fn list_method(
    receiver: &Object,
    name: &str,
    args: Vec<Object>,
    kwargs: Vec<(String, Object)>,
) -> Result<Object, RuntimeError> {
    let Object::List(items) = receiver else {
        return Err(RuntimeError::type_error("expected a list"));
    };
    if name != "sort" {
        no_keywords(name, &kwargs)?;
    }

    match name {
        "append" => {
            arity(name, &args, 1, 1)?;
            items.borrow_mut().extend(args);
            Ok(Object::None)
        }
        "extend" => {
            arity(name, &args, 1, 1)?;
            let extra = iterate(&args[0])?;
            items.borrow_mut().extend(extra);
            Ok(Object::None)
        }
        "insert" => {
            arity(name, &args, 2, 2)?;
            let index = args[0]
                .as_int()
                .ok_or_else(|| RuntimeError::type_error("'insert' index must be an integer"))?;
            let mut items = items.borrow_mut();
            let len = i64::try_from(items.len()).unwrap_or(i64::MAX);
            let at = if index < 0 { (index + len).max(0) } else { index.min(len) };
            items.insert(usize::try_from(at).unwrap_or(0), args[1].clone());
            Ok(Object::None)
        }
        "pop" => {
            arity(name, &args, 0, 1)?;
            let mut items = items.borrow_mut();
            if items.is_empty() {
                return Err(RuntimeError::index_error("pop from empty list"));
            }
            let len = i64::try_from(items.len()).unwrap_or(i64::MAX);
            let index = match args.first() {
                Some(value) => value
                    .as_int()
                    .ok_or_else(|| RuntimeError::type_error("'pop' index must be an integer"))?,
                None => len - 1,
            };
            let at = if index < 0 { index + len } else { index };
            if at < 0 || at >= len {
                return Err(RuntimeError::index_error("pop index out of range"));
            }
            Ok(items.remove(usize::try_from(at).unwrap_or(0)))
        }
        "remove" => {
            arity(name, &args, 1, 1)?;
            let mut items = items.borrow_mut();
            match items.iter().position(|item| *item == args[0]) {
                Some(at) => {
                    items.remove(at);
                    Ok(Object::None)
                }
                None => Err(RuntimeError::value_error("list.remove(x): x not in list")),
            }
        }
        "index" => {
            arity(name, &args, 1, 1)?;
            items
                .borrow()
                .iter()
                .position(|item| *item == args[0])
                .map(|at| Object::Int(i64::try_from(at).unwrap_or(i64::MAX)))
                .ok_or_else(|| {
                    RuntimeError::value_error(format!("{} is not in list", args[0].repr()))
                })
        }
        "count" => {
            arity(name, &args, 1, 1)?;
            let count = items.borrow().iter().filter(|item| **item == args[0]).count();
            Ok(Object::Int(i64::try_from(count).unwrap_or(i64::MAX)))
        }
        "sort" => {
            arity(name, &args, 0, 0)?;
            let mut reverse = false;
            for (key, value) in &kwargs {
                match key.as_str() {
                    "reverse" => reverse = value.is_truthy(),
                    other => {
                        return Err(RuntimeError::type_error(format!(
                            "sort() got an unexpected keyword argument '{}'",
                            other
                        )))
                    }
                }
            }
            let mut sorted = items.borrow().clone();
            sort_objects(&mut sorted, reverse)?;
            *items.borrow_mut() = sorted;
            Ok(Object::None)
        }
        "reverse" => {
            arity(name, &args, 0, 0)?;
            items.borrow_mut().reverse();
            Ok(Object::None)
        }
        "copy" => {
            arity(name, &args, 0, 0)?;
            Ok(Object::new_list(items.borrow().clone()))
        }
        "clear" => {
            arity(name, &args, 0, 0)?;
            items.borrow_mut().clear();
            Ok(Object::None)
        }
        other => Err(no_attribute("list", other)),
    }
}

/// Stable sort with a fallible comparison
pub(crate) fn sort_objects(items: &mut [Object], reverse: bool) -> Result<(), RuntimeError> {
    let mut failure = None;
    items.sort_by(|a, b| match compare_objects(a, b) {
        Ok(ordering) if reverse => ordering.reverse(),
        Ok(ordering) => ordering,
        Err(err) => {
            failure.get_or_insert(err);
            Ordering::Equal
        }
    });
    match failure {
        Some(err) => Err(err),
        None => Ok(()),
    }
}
────────────────
- Task statement
Could you copy each line of the material that holds "return"?

- Answer below
        return Err(RuntimeError::type_error("expected a list"));
                return Err(RuntimeError::index_error("pop from empty list"));
                return Err(RuntimeError::index_error("pop index out of range"));
                        return Err(RuntimeError::type_error(format!(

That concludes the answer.